Comme nous suivrons le Rhône jusqu'à Marseille, nous verrons dans la campagne des mûriers le long du chemin. On a déjà cueilli une première fois leurs feuilles au printemps, et ce sont les vers à soie qui les ont mangées.
— Quoi ! de si petit vers ont mangé d'énormes sacs de feuilles pareils à ceux que nous voyons ? Comme il faut qu'il y en ait de ces vers !
— Il s'est trouvé des années, m'a dit M. Gertal, où on a récolté dans la vallée du Rhône jusqu'à vingt-huit millions de kilogrammes de cocons de soie ; et un cocon, qui est le travail d'un seul ver, pèse si peu, qu'il avait fallu pour produire tous ces cocons plus de vingt milliards de vers à soie.
— Qu'est-ce qui élève tout cela, sais-tu, André ?
— Ce sont d'ordinaire les femmes et les filles des cultivateurs. Les chambres où on élève les vers à soie s'appellent des magnaneries, parce que, dans le patois provençal, on appelle les vers des magnans. Il paraît que dans ces contrées chaque ferme, chaque maison a sa magnanerie, petite ou grande. Les vers sont là par centaines et par milliers, se nourrissant avec les feuilles qu'on leur apporte.
— André, nous verrons peut-être des magnaneries là où nous coucherons ?
— C'est bien probable, répondit André.
Quand le soir fut venu, les enfants demandèrent à coucher dans une sorte de petite auberge, moitié ferme et moitié hôtellerie, comme il s'en rencontre dans les villages. Ils firent le prix à l'avance, et s'assirent ensuite auprès de la cheminée pendant que la soupe cuisait.
Julien regardait de tous les côtés, espérant à chaque porte qui s'ouvrait entrevoir dans le lointain la chambre des vers à soie, mais ce fut en vain.
L'hôtelière était une bonne vieille, qui paraissait si avenante, qu'André, pour faire plaisir à Julien, se hasarda à l'interroger, mais elle ne comprenait que quelques phrases françaises, car elle parlait à l'ordinaire, comme beaucoup de vieilles gens du lieu, le patois du midi.
André et Julien, qui s'étaient levés poliment, se rassirent tout désappointés.
Les gens qui entraient parlaient tous patois entre eux ; les deux enfants, assis à l'écart et ne comprenant pas un mot à ce qui se disait, se sentaient bien isolés dans cette ferme étrangère. Le petit Julien finit par quitter sa chaise, et, s'approchant d'André, vint se planter debout entre les jambes de son frère. Il s'assit à moitié sur ses genoux, et, le regardant d'un air d'affection un peu triste, il lui dit tout bas : — Pourquoi dont tous les gens de ce pays-ci ne parlent-ils pas français ?

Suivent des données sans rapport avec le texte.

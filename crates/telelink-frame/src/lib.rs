//! Start-marker framing and payload decoding for radio telemetry links.
//!
//! Every frame on the wire is:
//! - A 2-byte start marker (`AA 55`) for stream synchronization
//! - A 1-byte declared length (always 32)
//! - A 32-byte payload
//! - A 1-byte XOR of the payload bytes
//!
//! [`FrameSynchronizer`] turns a noisy byte stream into validated payloads and
//! keeps [`FrameStats`]; [`PayloadDecoder`] reads a payload under the
//! configured [`PayloadLayout`].

pub mod channel;
pub mod codec;
pub mod error;
pub mod payload;
pub mod stats;
pub mod sync;

pub use channel::{
    is_known, ACCUMULATOR, DRIVER_INPUTS, GPS, IMU_FRONT, IMU_REAR, INVERTER_STATUS,
    KNOWN_CHANNELS, POWERTRAIN, SUSPENSION, WATER_TEMPS,
};
pub use codec::{
    encode_frame, xor_checksum, ValidPayload, FRAME_LEN, HEADER_SIZE, PAYLOAD_LEN, SOF1, SOF2,
};
pub use error::{FrameError, Result};
pub use payload::{
    encode_legacy, encode_new, FormatTag, NormalizedRecord, PayloadDecoder, PayloadLayout,
    VALUE_COUNT,
};
pub use stats::FrameStats;
pub use sync::{FrameSynchronizer, SCAN_LIMIT};
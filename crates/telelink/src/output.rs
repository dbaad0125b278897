use std::fmt::Write as _;
use std::io::IsTerminal;

use clap::ValueEnum;
use comfy_table::{presets::UTF8_FULL, ContentArrangement, Table};
use serde::Serialize;
use telelink_schema::SemanticSample;
use telelink_session::{CacheSnapshot, LinkBadge, LinkStatus, SessionReport};

#[derive(Clone, Debug, Copy, ValueEnum)]
pub enum OutputFormat {
    Json,
    Table,
    Pretty,
}

impl OutputFormat {
    pub fn default_for_stdout() -> Self {
        if std::io::stdout().is_terminal() {
            Self::Pretty
        } else {
            Self::Json
        }
    }
}

#[derive(Serialize)]
struct SampleOutput<'a> {
    #[serde(flatten)]
    sample: &'a SemanticSample,
    link: LinkBadge,
}

pub fn print_sample(sample: &SemanticSample, link: &LinkStatus, format: OutputFormat) {
    match format {
        OutputFormat::Json => {
            let out = SampleOutput {
                sample,
                link: link.badge,
            };
            println!(
                "{}",
                serde_json::to_string(&out).unwrap_or_else(|_| "{}".to_string())
            );
        }
        OutputFormat::Table => {
            let mut table = Table::new();
            table
                .load_preset(UTF8_FULL)
                .set_content_arrangement(ContentArrangement::Dynamic)
                .set_header(vec!["CHANNEL", "NAME", "SEQ", "FIELDS", "LINK"])
                .add_row(vec![
                    sample.channel_key.clone(),
                    channel_name(sample).to_string(),
                    sequence(sample),
                    fields_inline(sample),
                    link.badge.to_string(),
                ]);
            println!("{table}");
        }
        OutputFormat::Pretty => {
            println!(
                "{} {} seq={} {} [{}]",
                sample.channel_key,
                channel_name(sample),
                sequence(sample),
                fields_inline(sample),
                link.badge
            );
        }
    }
}

#[derive(Serialize)]
struct StatsOutput {
    frames_received: u64,
    checksum_failures: u64,
    length_failures: u64,
    short_reads: u64,
    decode_failures: u64,
    timeouts: u64,
    bytes_discarded: u64,
    samples: u64,
    unknown_samples: u64,
    merges: u64,
    sink_failures: u64,
    elapsed_ms: u64,
}

impl From<&SessionReport> for StatsOutput {
    fn from(report: &SessionReport) -> Self {
        Self {
            frames_received: report.frames.frames_received,
            checksum_failures: report.frames.checksum_failures,
            length_failures: report.frames.length_failures,
            short_reads: report.frames.short_reads,
            decode_failures: report.frames.decode_failures,
            timeouts: report.frames.timeouts,
            bytes_discarded: report.frames.bytes_discarded,
            samples: report.samples,
            unknown_samples: report.unknown_samples,
            merges: report.merges,
            sink_failures: report.sink_failures,
            elapsed_ms: u64::try_from(report.elapsed.as_millis()).unwrap_or(u64::MAX),
        }
    }
}

#[derive(Serialize)]
struct SnapshotOutput<'a> {
    #[serde(flatten)]
    snapshot: &'a CacheSnapshot,
    stats: StatsOutput,
    ended_by: String,
    #[serde(skip_serializing_if = "Option::is_none")]
    driver: Option<&'a str>,
    #[serde(skip_serializing_if = "Option::is_none")]
    track: Option<&'a str>,
}

/// Final cache contents plus session counters.
pub fn print_snapshot(snapshot: &CacheSnapshot, report: &SessionReport, format: OutputFormat) {
    match format {
        OutputFormat::Json => {
            let out = SnapshotOutput {
                snapshot,
                stats: StatsOutput::from(report),
                ended_by: report.ended_by.to_string(),
                driver: report.meta.driver.as_deref(),
                track: report.meta.track.as_deref(),
            };
            println!(
                "{}",
                serde_json::to_string(&out).unwrap_or_else(|_| "{}".to_string())
            );
        }
        OutputFormat::Table => {
            let mut channels = Table::new();
            channels
                .load_preset(UTF8_FULL)
                .set_content_arrangement(ContentArrangement::Dynamic)
                .set_header(vec!["CHANNEL", "NAME", "SEQ", "FIELDS"]);
            for sample in snapshot.samples.values() {
                channels.add_row(vec![
                    sample.channel_key.clone(),
                    channel_name(sample).to_string(),
                    sequence(sample),
                    fields_inline(sample),
                ]);
            }
            println!("{channels}");

            let mut stats = Table::new();
            stats
                .load_preset(UTF8_FULL)
                .set_content_arrangement(ContentArrangement::Dynamic)
                .set_header(vec!["METRIC", "VALUE"]);
            for (name, value) in stats_rows(report) {
                stats.add_row(vec![name.to_string(), value]);
            }
            stats.add_row(vec!["link".to_string(), snapshot.status.to_string()]);
            println!("{stats}");
        }
        OutputFormat::Pretty => {
            for sample in snapshot.samples.values() {
                println!(
                    "{} {} seq={} {}",
                    sample.channel_key,
                    channel_name(sample),
                    sequence(sample),
                    fields_inline(sample)
                );
            }
            let summary: Vec<String> = stats_rows(report)
                .into_iter()
                .map(|(name, value)| format!("{name}={value}"))
                .collect();
            println!("{}", summary.join(" "));
            println!("link: {}", snapshot.status);
        }
    }
}

#[derive(Serialize)]
struct EncodedOutput<'a> {
    channel: String,
    layout: &'a str,
    #[serde(skip_serializing_if = "Option::is_none")]
    sequence: Option<u16>,
    frame: String,
}

pub fn print_encoded(
    channel_key: String,
    layout: &str,
    sequence: Option<u16>,
    frame: &[u8],
    format: OutputFormat,
) {
    match format {
        OutputFormat::Json => {
            let out = EncodedOutput {
                channel: channel_key,
                layout,
                sequence,
                frame: hex(frame, ""),
            };
            println!(
                "{}",
                serde_json::to_string(&out).unwrap_or_else(|_| "{}".to_string())
            );
        }
        OutputFormat::Table | OutputFormat::Pretty => println!("{}", hex(frame, " ")),
    }
}

fn stats_rows(report: &SessionReport) -> Vec<(&'static str, String)> {
    let stats = StatsOutput::from(report);
    vec![
        ("frames", stats.frames_received.to_string()),
        ("checksum_failures", stats.checksum_failures.to_string()),
        ("length_failures", stats.length_failures.to_string()),
        ("short_reads", stats.short_reads.to_string()),
        ("decode_failures", stats.decode_failures.to_string()),
        ("bytes_discarded", stats.bytes_discarded.to_string()),
        ("samples", stats.samples.to_string()),
        ("unknown_samples", stats.unknown_samples.to_string()),
        ("sink_failures", stats.sink_failures.to_string()),
        ("ended_by", report.ended_by.to_string()),
    ]
}

fn channel_name(sample: &SemanticSample) -> &'static str {
    sample.channel_name.unwrap_or("UNKNOWN")
}

fn sequence(sample: &SemanticSample) -> String {
    sample
        .sequence
        .map(|seq| seq.to_string())
        .unwrap_or_else(|| "-".to_string())
}

fn fields_inline(sample: &SemanticSample) -> String {
    let mut out = String::new();
    for (i, (name, value)) in sample.fields.iter().enumerate() {
        if i > 0 {
            out.push(' ');
        }
        let _ = write!(out, "{name}={value:.2}");
    }
    out
}

pub fn hex(bytes: &[u8], sep: &str) -> String {
    bytes
        .iter()
        .map(|b| format!("{b:02x}"))
        .collect::<Vec<_>>()
        .join(sep)
}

— C'est que tous n'ont pas pu aller à l'école. Mais dans un petit nombre d'années il n'en sera plus ainsi, et par toute la France on saura parler la langue de la patrie.
En ce moment, la porte d'en face s'ouvrit de nouveau ; c'étaient les enfants de l'hôtelière qui revenaient de l'école.
— André, s'écria Julien, ces enfants doivent savoir le français, puisqu'ils vont à l'école. Quel bonheur ! nous pourrons causer ensemble.